An out-of-bounds write in the ZinComputeProgramGetNamesFromMultiPlaneLinear()
and ZinComputeProgramGetNamesFromMultiPlaneTitledCompressed()
functions of the Apple Neural Engine (ANE). These functions are responsible for parsing procedure I/O, and will take some arguments including an output planes
array of kernel pointers to user-controlled data, as well as a planeCount
for how many planes to copy into that array. The problem is, there’s no validation on how many planes a model can supply. This leads to an out of bounds write of kernel pointers to user-controlled data on the stack. This can be taken advantage of in multiple ways, including getting a heap overflow later on, or causing a type confusion by switching out some other kernel pointer on the stack for one with data you control.
Another vulnerability in Apple Neural Engine (ANE). Interestingly, this one’s a double fetch yielding out-of-bounds write in ZinComputeProgramUpdateMutables()
. Somewhat complex codebase, but what’s important is that one of the functions that gets called by this function is ANECGetMutableOperationInfo()
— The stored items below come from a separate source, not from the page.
use std::mem::{offset_of, size_of};

use ash::vk::{
    Format, VertexInputAttributeDescription, VertexInputBindingDescription, VertexInputRate,
};
use bytemuck::{Pod, Zeroable};

/// One corner of the quad as the vertex shader consumes it.
#[repr(C)]
#[derive(Clone, Copy, Debug, Pod, Zeroable)]
pub struct Vertex {
    pub position: [f32; 2],
    pub color: [f32; 3],
}

impl Vertex {
    pub fn binding_description() -> VertexInputBindingDescription {
        VertexInputBindingDescription::default()
            .binding(0)
            .stride(size_of::<Vertex>() as u32)
            .input_rate(VertexInputRate::VERTEX)
    }

    pub fn attribute_descriptions() -> [VertexInputAttributeDescription; 2] {
        [
            VertexInputAttributeDescription::default()
                .binding(0)
                .location(0)
                .format(Format::R32G32_SFLOAT)
                .offset(offset_of!(Vertex, position) as u32),
            VertexInputAttributeDescription::default()
                .binding(0)
                .location(1)
                .format(Format::R32G32B32_SFLOAT)
                .offset(offset_of!(Vertex, color) as u32),
        ]
    }
}

/// The quad corners, wound clockwise per triangle to match the pipeline's
/// front-face setting.
pub const QUAD_VERTICES: [Vertex; 4] = [
    Vertex {
        position: [-0.5, -0.5],
        color: [1.0, 0.2, 0.2],
    },
    Vertex {
        position: [0.5, -0.5],
        color: [0.2, 1.0, 0.2],
    },
    Vertex {
        position: [0.5, 0.5],
        color: [0.2, 0.2, 1.0],
    },
    Vertex {
        position: [-0.5, 0.5],
        color: [1.0, 1.0, 1.0],
    },
];

pub const QUAD_INDICES: [u16; 6] = [0, 1, 2, 2, 3, 0];

/// Per-frame shader globals, written through the slot's mapped uniform
/// region every frame.
#[repr(C)]
#[derive(Clone, Copy, Debug, Pod, Zeroable)]
pub struct QuadUniforms {
    pub transform: [[f32; 4]; 4],
}

impl QuadUniforms {
    /// Scales x by height/width so the quad stays square whatever the
    /// window shape.
    pub fn aspect_corrected(width: u32, height: u32) -> Self {
        let aspect = if width == 0 {
            1.0
        } else {
            height as f32 / width as f32
        };
        Self {
            transform: [
                [aspect, 0.0, 0.0, 0.0],
                [0.0, 1.0, 0.0, 0.0],
                [0.0, 0.0, 1.0, 0.0],
                [0.0, 0.0, 0.0, 1.0],
            ],
        }
    }
}
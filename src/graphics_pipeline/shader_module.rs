use std::{fs::File, ops::Deref, path::Path, rc::Rc};

use anyhow::{Context, Result};
use ash::{
    util::read_spv,
    vk::{self, ShaderModuleCreateInfo},
};

use crate::LogicalDevice;

/// A compiled SPIR-V module, read from disk at startup. Only alive while
/// the pipeline is being built.
pub struct ShaderModule {
    logical_device: Rc<LogicalDevice>,
    shader_module: vk::ShaderModule,
}

impl ShaderModule {
    pub fn from_spv_file(
        logical_device: &Rc<LogicalDevice>,
        path: impl AsRef<Path>,
    ) -> Result<Self> {
        let path = path.as_ref();
        let mut file = File::open(path)
            .with_context(|| format!("failed to open shader file {}", path.display()))?;
        let code = read_spv(&mut file)
            .with_context(|| format!("invalid SPIR-V in {}", path.display()))?;

        let shader_module_create_info = ShaderModuleCreateInfo::default().code(&code);
        let shader_module =
            unsafe { logical_device.create_shader_module(&shader_module_create_info, None)? };

        Ok(Self {
            logical_device: Rc::clone(logical_device),
            shader_module,
        })
    }
}

impl Drop for ShaderModule {
    fn drop(&mut self) {
        unsafe {
            self.logical_device
                .destroy_shader_module(self.shader_module, None)
        }
    }
}

impl Deref for ShaderModule {
    type Target = vk::ShaderModule;

    fn deref(&self) -> &Self::Target {
        &self.shader_module
    }
}
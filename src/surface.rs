use std::{ops::Deref, rc::Rc};

use anyhow::Result;
use ash::{
    khr::surface,
    vk::{PhysicalDevice, PresentModeKHR, SurfaceCapabilitiesKHR, SurfaceFormatKHR, SurfaceKHR},
};
use winit::{
    raw_window_handle::{HasDisplayHandle, HasWindowHandle},
    window::Window,
};

use crate::Instance;

pub struct Surface {
    surface_fn: surface::Instance,
    surface_ptr: SurfaceKHR,
    // references to make sure we are dropped before these
    _instance: Rc<Instance>,
}

impl Surface {
    pub fn new(instance: &Rc<Instance>, window: &Window) -> Result<Self> {
        let surface_fn = surface::Instance::new(instance.get_entry(), instance);
        let surface_ptr = unsafe {
            ash_window::create_surface(
                instance.get_entry(),
                instance,
                window.display_handle()?.as_raw(),
                window.window_handle()?.as_raw(),
                None,
            )?
        };
        Ok(Self {
            surface_fn,
            surface_ptr,
            _instance: Rc::clone(instance),
        })
    }

    pub(crate) fn get_physical_device_surface_capabilities(
        &self,
        physical_device: &PhysicalDevice,
    ) -> Result<SurfaceCapabilitiesKHR> {
        let capabilities = unsafe {
            self.surface_fn
                .get_physical_device_surface_capabilities(*physical_device, self.surface_ptr)
        }?;
        Ok(capabilities)
    }

    pub(crate) fn get_physical_device_surface_formats(
        &self,
        physical_device: &PhysicalDevice,
    ) -> Result<Vec<SurfaceFormatKHR>> {
        let formats = unsafe {
            self.surface_fn
                .get_physical_device_surface_formats(*physical_device, self.surface_ptr)
        }?;
        Ok(formats)
    }

    pub(crate) fn get_physical_device_surface_present_modes(
        &self,
        physical_device: &PhysicalDevice,
    ) -> Result<Vec<PresentModeKHR>> {
        let modes = unsafe {
            self.surface_fn
                .get_physical_device_surface_present_modes(*physical_device, self.surface_ptr)
        }?;
        Ok(modes)
    }

    pub(crate) fn get_physical_device_surface_support(
        &self,
        physical_device: &PhysicalDevice,
        queue_family_index: u32,
    ) -> Result<bool> {
        let surface_supports_device = unsafe {
            self.surface_fn.get_physical_device_surface_support(
                *physical_device,
                queue_family_index,
                self.surface_ptr,
            )
        }?;
        Ok(surface_supports_device)
    }
}

impl Drop for Surface {
    fn drop(&mut self) {
        unsafe { self.surface_fn.destroy_surface(self.surface_ptr, None) }
    }
}

impl Deref for Surface {
    type Target = SurfaceKHR;

    fn deref(&self) -> &Self::Target {
        &self.surface_ptr
    }
}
, which fetches an opsInfo
object from shared memory. One field in particular, op_count
, is used to allocate an array of mutable weight objects, but it’s double fetched. It’s fetched first to allocate the array, then again later on to populate it. By using a thread to switch out the op_count
for a larger value post-allocation, you can achieve an OOB write of two 64-bit values (a kernel address to user-controlled data, and a semi-arbitrary 64-bit value).